JUNIOR Cert students will soon have the opportunity to study Physical Education alongside Maths and English.
In response to a parliamentary question posed by Deputy Patrick O’Donovan, the Minister for Education, Ruairi Quinn confirmed that PE will contribute to Junior Cert results in the future.
Mr O’Donovan has made tackling the issue of childhood obesity one of his main goals, and the subsequent risk to the nation’s health and finances posed by the increase in diabetes.
He has proposed a number of initiatives including putting a health levy on video games and appointing an anti-obesity ambassador.
Mr O’Donovan pointed to a study carried out by UL in March, which found that teenage girls spend almost 19 hours a day either sitting or lying down. The study also found that participants spent longer periods sitting still during school than at the weekend.
“The findings were particularly worrying but unfortunately not all that surprising when one looks at the trend of increasing levels of diabetes amongst children in Ireland and the rise in the rate of childhood obesity. One of the ways which we can tackle these trends is by ensuring that schools are encouraged to emphasise the importance of PE as well as traditional academic subjects,” said Mr O’Donovan, who asked Minister Quinn if he would “consider introducing physical education as an exam subject for the Junior Cert”.
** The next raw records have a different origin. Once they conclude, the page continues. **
//! Simulation state machine.

use std::fmt;

use chrono::{DateTime, Utc};
use serde::{Deserialize, Serialize};

/// State of a simulation.
///
/// ```text
///            run()                 exit 0
///  CREATED ────────▶ RUNNING ─────────────▶ COMPLETED
///                      │  │     exit != 0
///                      │  └───────────────▶ FAILED
///                      │       stop()
///                      └──────────────────▶ STOPPED
/// ```
#[derive(Debug, Clone, Copy, PartialEq, Eq, Hash, Serialize, Deserialize)]
#[serde(rename_all = "SCREAMING_SNAKE_CASE")]
pub enum SimulationState {
    /// Created, runner never started.
    Created,
    /// External runner launched and not yet observed to exit.
    Running,
    /// Runner exited with status 0.
    Completed,
    /// Runner exited with a nonzero status.
    Failed,
    /// Stopped on request.
    Stopped,
}

impl SimulationState {
    /// Whether the runner may still be executing.
    pub fn is_active(&self) -> bool {
        matches!(self, Self::Running)
    }

    /// Terminal states never move again.
    pub fn is_terminal(&self) -> bool {
        matches!(self, Self::Completed | Self::Failed | Self::Stopped)
    }

    /// Whether the working directory may be reclaimed.
    pub fn is_deletable(&self) -> bool {
        !self.is_active()
    }

    /// Whether a transition to `target` follows the state machine.
    pub fn can_transition_to(&self, target: SimulationState) -> bool {
        use SimulationState::*;

        matches!(
            (*self, target),
            (Created, Running) | (Running, Completed) | (Running, Failed) | (Running, Stopped)
        )
    }

    /// Whether a caller may request this state directly.
    pub fn is_requestable(&self) -> bool {
        matches!(self, Self::Running | Self::Stopped)
    }

    /// Wire name of the state.
    pub fn as_str(&self) -> &'static str {
        match self {
            Self::Created => "CREATED",
            Self::Running => "RUNNING",
            Self::Completed => "COMPLETED",
            Self::Failed => "FAILED",
            Self::Stopped => "STOPPED",
        }
    }
}

impl fmt::Display for SimulationState {
    fn fmt(&self, f: &mut fmt::Formatter<'_>) -> fmt::Result {
        f.write_str(self.as_str())
    }
}

impl std::str::FromStr for SimulationState {
    type Err = String;

    fn from_str(s: &str) -> Result<Self, Self::Err> {
        match s.to_uppercase().as_str() {
            "CREATED" => Ok(Self::Created),
            "RUNNING" => Ok(Self::Running),
            "COMPLETED" => Ok(Self::Completed),
            "FAILED" => Ok(Self::Failed),
            "STOPPED" => Ok(Self::Stopped),
            _ => Err(format!(
                "invalid simulation state '{}', expected one of CREATED, RUNNING, COMPLETED, FAILED, STOPPED",
                s
            )),
        }
    }
}

/// A recorded state change.
#[derive(Debug, Clone, PartialEq, Serialize, Deserialize)]
pub struct StateTransition {
    pub from: SimulationState,
    pub to: SimulationState,
    pub at: DateTime<Utc>,
    /// Why the change happened, when it was not a plain request.
    pub reason: Option<String>,
}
The Minister said he appreciated the importance of PE in promoting “positive well-being, and mental and physical health in schools, and the role this plays in supporting student achievement.
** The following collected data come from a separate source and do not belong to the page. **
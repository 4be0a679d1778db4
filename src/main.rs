use std::sync::Arc;

use clap::Parser;
use tracing_subscriber::EnvFilter;

use simforge::api::SimulationApi;
use simforge::cli::{Cli, Command, LogFormat, run_config_command};
use simforge::config::Config;
use simforge::runner::ProcessRunner;
use simforge::simulation::SimulationManager;

#[tokio::main]
async fn main() -> anyhow::Result<()> {
    let _ = dotenvy::dotenv();
    let cli = Cli::parse();

    init_tracing(cli.log_format);

    let mut config = Config::from_env()?;

    match cli.command {
        Command::Serve(args) => {
            args.apply(&mut config);
            serve(config).await
        }
        Command::Config(cmd) => run_config_command(cmd, &config),
    }
}

fn init_tracing(format: LogFormat) {
    let filter = EnvFilter::try_from_default_env()
        .unwrap_or_else(|_| EnvFilter::new("simforge=info,tower_http=info"));

    let builder = tracing_subscriber::fmt().with_env_filter(filter);
    match format {
        LogFormat::Pretty => builder.init(),
        LogFormat::Json => builder.json().init(),
    }
}

async fn serve(config: Config) -> anyhow::Result<()> {
    let program = config.require_runner_program()?.clone();

    tokio::fs::create_dir_all(&config.simulations_root).await?;
    let simulations_root = tokio::fs::canonicalize(&config.simulations_root).await?;

    let runner = ProcessRunner::new(program)
        .with_args(config.runner.args.clone())
        .with_bundle_name(config.runner.bundle_name.clone());

    tracing::info!(
        root = %simulations_root.display(),
        program = %runner.program().display(),
        "Starting simforge"
    );

    let manager = Arc::new(SimulationManager::new(simulations_root, Arc::new(runner)));

    SimulationApi::serve(manager, &config.http.addr(), async {
        let _ = tokio::signal::ctrl_c().await;
        tracing::info!("Shutdown requested");
    })
    .await
    .map_err(|e| anyhow::anyhow!("{}", e))?;

    Ok(())
}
“As part of the revised Junior Cycle framework, there are 24 statements of learning which set out what students should learn. One of the statements provides that, at the end of Junior Cycle, students should be able to participate in physical activity confidently and competently,” wrote Minister Quinn.
“As part of the Junior Cycle review there will be an opportunity for schools to provide short courses which can be assessed as part of the Junior Cert. Short courses will generally be locally developed, of 100 hours duration and will be assessed by means of a portfolio. There will be scope under these arrangements for schools to extend the provision for sports and PE, including as part of the Junior Cert qualification, should they wish to do so,” added Minister Quinn. Mr O’Donovan said: “A change such as this could offer the gentle nudge that is required to help our youth get outside a little more and spend that bit more time on their feet as opposed to on a couch. Having more exercise in children’s routines, coupled with a good diet, will have many benefits for each individual and for the country as a whole in the long run.”